:: Records to use
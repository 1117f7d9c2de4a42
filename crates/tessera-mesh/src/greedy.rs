//! Greedy box merging: covers every solid voxel of an occupancy cube with
//! axis-aligned boxes, growing each box along X, then Y, then Z.
//!
//! The renderer draws one instanced unit cube per box, so fewer boxes means
//! fewer instances. The cover is exact: boxes never overlap and never include
//! an empty voxel.

use tessera_voxel::Occupancy;

/// Box instances produced for one region, in region-local voxel units.
#[derive(Clone, Debug, Default, PartialEq)]
pub struct MeshBuffers {
    /// Box centres, three floats per box.
    pub positions: Vec<f32>,
    /// Box extents along X/Y/Z, three floats per box.
    pub scales: Vec<f32>,
    /// Number of boxes.
    pub count: usize,
}

impl MeshBuffers {
    /// Appends one box given its minimum corner and size.
    pub fn push_box(&mut self, min: [usize; 3], size: [usize; 3]) {
        for axis in 0..3 {
            self.positions
                .push(size[axis] as f32 * 0.5 + min[axis] as f32);
        }
        self.scales
            .extend(size.iter().map(|&s| s as f32));
        self.count += 1;
    }

    /// Centre of box `i`.
    pub fn position(&self, i: usize) -> [f32; 3] {
        [
            self.positions[i * 3],
            self.positions[i * 3 + 1],
            self.positions[i * 3 + 2],
        ]
    }

    /// Extents of box `i`.
    pub fn scale(&self, i: usize) -> [f32; 3] {
        [self.scales[i * 3], self.scales[i * 3 + 1], self.scales[i * 3 + 2]]
    }

    /// Approximate heap usage in bytes.
    pub fn byte_size(&self) -> usize {
        (self.positions.len() + self.scales.len()) * std::mem::size_of::<f32>()
    }
}

/// Turns an occupancy cube into box instances.
///
/// Implementations must be pure: the same cube always yields the same boxes.
pub trait MeshKernel: Send + Sync {
    /// Builds the box cover of `occupancy`.
    fn mesh(&self, occupancy: &Occupancy) -> MeshBuffers;
}

/// The default [`MeshKernel`]: greedy X→Y→Z box growth.
#[derive(Clone, Copy, Debug, Default)]
pub struct GreedyBoxMesher;

impl MeshKernel for GreedyBoxMesher {
    fn mesh(&self, occupancy: &Occupancy) -> MeshBuffers {
        greedy_boxes(occupancy)
    }
}

/// Performs greedy box merging on an occupancy cube.
///
/// Scans voxels in linear order; each unvisited solid voxel seeds a box that
/// is extended along X while solid, then along Y while the whole row is
/// solid, then along Z while the whole slab is solid. Covered voxels are
/// cleared from a scratch copy so no voxel is emitted twice.
pub fn greedy_boxes(occupancy: &Occupancy) -> MeshBuffers {
    let mut mesh = MeshBuffers::default();
    let mut remaining = occupancy.clone();
    let size = occupancy.side();

    for z in 0..size {
        for y in 0..size {
            for x in 0..size {
                if !remaining.get(x, y, z) {
                    continue;
                }

                // Extend width along X.
                let mut w = 1;
                while x + w < size && remaining.get(x + w, y, z) {
                    w += 1;
                }

                // Extend height along Y.
                let mut h = 1;
                while y + h < size && (0..w).all(|dx| remaining.get(x + dx, y + h, z)) {
                    h += 1;
                }

                // Extend depth along Z.
                let mut d = 1;
                while z + d < size
                    && (0..h).all(|dy| (0..w).all(|dx| remaining.get(x + dx, y + dy, z + d)))
                {
                    d += 1;
                }

                // Mark visited.
                for dz in 0..d {
                    for dy in 0..h {
                        for dx in 0..w {
                            remaining.set(x + dx, y + dy, z + dz, false);
                        }
                    }
                }

                mesh.push_box([x, y, z], [w, h, d]);
            }
        }
    }

    mesh
}

#[cfg(test)]
mod tests {
    use super::*;

    fn covered_volume(mesh: &MeshBuffers) -> f32 {
        (0..mesh.count)
            .map(|i| {
                let s = mesh.scale(i);
                s[0] * s[1] * s[2]
            })
            .sum()
    }

    #[test]
    fn test_empty_cube_has_no_boxes() {
        let mesh = greedy_boxes(&Occupancy::new(8));
        assert_eq!(mesh.count, 0);
        assert!(mesh.positions.is_empty());
    }

    #[test]
    fn test_full_cube_is_one_box() {
        let mut occ = Occupancy::new(4);
        for z in 0..4 {
            for y in 0..4 {
                for x in 0..4 {
                    occ.set(x, y, z, true);
                }
            }
        }
        let mesh = greedy_boxes(&occ);
        assert_eq!(mesh.count, 1);
        assert_eq!(mesh.position(0), [2.0, 2.0, 2.0]);
        assert_eq!(mesh.scale(0), [4.0, 4.0, 4.0]);
    }

    #[test]
    fn test_single_voxel_box_is_centred() {
        let mut occ = Occupancy::new(4);
        occ.set(1, 2, 3, true);
        let mesh = greedy_boxes(&occ);
        assert_eq!(mesh.count, 1);
        assert_eq!(mesh.position(0), [1.5, 2.5, 3.5]);
        assert_eq!(mesh.scale(0), [1.0, 1.0, 1.0]);
    }

    #[test]
    fn test_l_shape_covers_exactly() {
        let mut occ = Occupancy::new(4);
        occ.set(0, 0, 0, true);
        occ.set(1, 0, 0, true);
        occ.set(0, 1, 0, true);
        let mesh = greedy_boxes(&occ);
        assert_eq!(mesh.count, 2);
        assert_eq!(covered_volume(&mesh), 3.0);
    }

    #[test]
    fn test_terrain_slab_cover_matches_solid_count() {
        let mut occ = Occupancy::new(16);
        for z in 0..16 {
            for x in 0..16 {
                let height = 2 + (x * 3 + z) % 7;
                for y in 0..height {
                    occ.set(x, y, z, true);
                }
            }
        }
        let mesh = greedy_boxes(&occ);
        assert_eq!(covered_volume(&mesh) as usize, occ.count_solid());
        assert!(mesh.count < occ.count_solid());
    }

    #[test]
    fn test_kernel_trait_matches_free_function() {
        let mut occ = Occupancy::new(4);
        occ.set(2, 2, 2, true);
        assert_eq!(GreedyBoxMesher.mesh(&occ), greedy_boxes(&occ));
    }
}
::::
• _Exercise description_
From the data above, copy each line exactly.

• _Your solution_
repository 1117f7d9c2de4a42
filename crates/tessera-mesh/src/greedy.rs
//! Greedy box merging: covers every solid voxel of an occupancy cube with
//! axis-aligned boxes, growing each box along X, then Y, then Z.
//!
//! The renderer draws one instanced unit cube per box, so fewer boxes means
//! fewer instances. The cover is exact: boxes never overlap and never include
//! an empty voxel.

use tessera_voxel::Occupancy;

/// Box instances produced for one region, in region-local voxel units.
#[derive(Clone, Debug, Default, PartialEq)]
pub struct MeshBuffers {
    /// Box centres, three floats per box.
    pub positions: Vec<f32>,
    /// Box extents along X/Y/Z, three floats per box.
    pub scales: Vec<f32>,
    /// Number of boxes.
    pub count: usize,
}

impl MeshBuffers {
    /// Appends one box given its minimum corner and size.
    pub fn push_box(&mut self, min: [usize; 3], size: [usize; 3]) {
        for axis in 0..3 {
            self.positions
                .push(size[axis] as f32 * 0.5 + min[axis] as f32);
        }
        self.scales
            .extend(size.iter().map(|&s| s as f32));
        self.count += 1;
    }

    /// Centre of box `i`.
    pub fn position(&self, i: usize) -> [f32; 3] {
        [
            self.positions[i * 3],
            self.positions[i * 3 + 1],
            self.positions[i * 3 + 2],
        ]
    }

    /// Extents of box `i`.
    pub fn scale(&self, i: usize) -> [f32; 3] {
        [self.scales[i * 3], self.scales[i * 3 + 1], self.scales[i * 3 + 2]]
    }

    /// Approximate heap usage in bytes.
    pub fn byte_size(&self) -> usize {
        (self.positions.len() + self.scales.len()) * std::mem::size_of::<f32>()
    }
}

/// Turns an occupancy cube into box instances.
///
/// Implementations must be pure: the same cube always yields the same boxes.
pub trait MeshKernel: Send + Sync {
    /// Builds the box cover of `occupancy`.
    fn mesh(&self, occupancy: &Occupancy) -> MeshBuffers;
}

/// The default [`MeshKernel`]: greedy X→Y→Z box growth.
#[derive(Clone, Copy, Debug, Default)]
pub struct GreedyBoxMesher;

impl MeshKernel for GreedyBoxMesher {
    fn mesh(&self, occupancy: &Occupancy) -> MeshBuffers {
        greedy_boxes(occupancy)
    }
}

/// Performs greedy box merging on an occupancy cube.
///
/// Scans voxels in linear order; each unvisited solid voxel seeds a box that
/// is extended along X while solid, then along Y while the whole row is
/// solid, then along Z while the whole slab is solid. Covered voxels are
/// cleared from a scratch copy so no voxel is emitted twice.
pub fn greedy_boxes(occupancy: &Occupancy) -> MeshBuffers {
    let mut mesh = MeshBuffers::default();
    let mut remaining = occupancy.clone();
    let size = occupancy.side();

    for z in 0..size {
        for y in 0..size {
            for x in 0..size {
                if !remaining.get(x, y, z) {
                    continue;
                }

                // Extend width along X.
                let mut w = 1;
                while x + w < size && remaining.get(x + w, y, z) {
                    w += 1;
                }

                // Extend height along Y.
                let mut h = 1;
                while y + h < size && (0..w).all(|dx| remaining.get(x + dx, y + h, z)) {
                    h += 1;
                }

                // Extend depth along Z.
                let mut d = 1;
                while z + d < size
                    && (0..h).all(|dy| (0..w).all(|dx| remaining.get(x + dx, y + dy, z + d)))
                {
                    d += 1;
                }

                // Mark visited.
                for dz in 0..d {
                    for dy in 0..h {
                        for dx in 0..w {
                            remaining.set(x + dx, y + dy, z + dz, false);
                        }
                    }
                }

                mesh.push_box([x, y, z], [w, h, d]);
            }
        }
    }

    mesh
}

#[cfg(test)]
mod tests {
    use super::*;

    fn covered_volume(mesh: &MeshBuffers) -> f32 {
        (0..mesh.count)
            .map(|i| {
                let s = mesh.scale(i);
                s[0] * s[1] * s[2]
            })
            .sum()
    }

    #[test]
    fn test_empty_cube_has_no_boxes() {
        let mesh = greedy_boxes(&Occupancy::new(8));
        assert_eq!(mesh.count, 0);
        assert!(mesh.positions.is_empty());
    }

    #[test]
    fn test_full_cube_is_one_box() {
        let mut occ = Occupancy::new(4);
        for z in 0..4 {
            for y in 0..4 {
                for x in 0..4 {
                    occ.set(x, y, z, true);
                }
            }
        }
        let mesh = greedy_boxes(&occ);
        assert_eq!(mesh.count, 1);
        assert_eq!(mesh.position(0), [2.0, 2.0, 2.0]);
        assert_eq!(mesh.scale(0), [4.0, 4.0, 4.0]);
    }

    #[test]
    fn test_single_voxel_box_is_centred() {
        let mut occ = Occupancy::new(4);
        occ.set(1, 2, 3, true);
        let mesh = greedy_boxes(&occ);
        assert_eq!(mesh.count, 1);
        assert_eq!(mesh.position(0), [1.5, 2.5, 3.5]);
        assert_eq!(mesh.scale(0), [1.0, 1.0, 1.0]);
    }

    #[test]
    fn test_l_shape_covers_exactly() {
        let mut occ = Occupancy::new(4);
        occ.set(0, 0, 0, true);
        occ.set(1, 0, 0, true);
        occ.set(0, 1, 0, true);
        let mesh = greedy_boxes(&occ);
        assert_eq!(mesh.count, 2);
        assert_eq!(covered_volume(&mesh), 3.0);
    }

    #[test]
    fn test_terrain_slab_cover_matches_solid_count() {
        let mut occ = Occupancy::new(16);
        for z in 0..16 {
            for x in 0..16 {
                let height = 2 + (x * 3 + z) % 7;
                for y in 0..height {
                    occ.set(x, y, z, true);
                }
            }
        }
        let mesh = greedy_boxes(&occ);
        assert_eq!(covered_volume(&mesh) as usize, occ.count_solid());
        assert!(mesh.count < occ.count_solid());
    }

    #[test]
    fn test_kernel_trait_matches_free_function() {
        let mut occ = Occupancy::new(4);
        occ.set(2, 2, 2, true);
        assert_eq!(GreedyBoxMesher.mesh(&occ), greedy_boxes(&occ));
    }
}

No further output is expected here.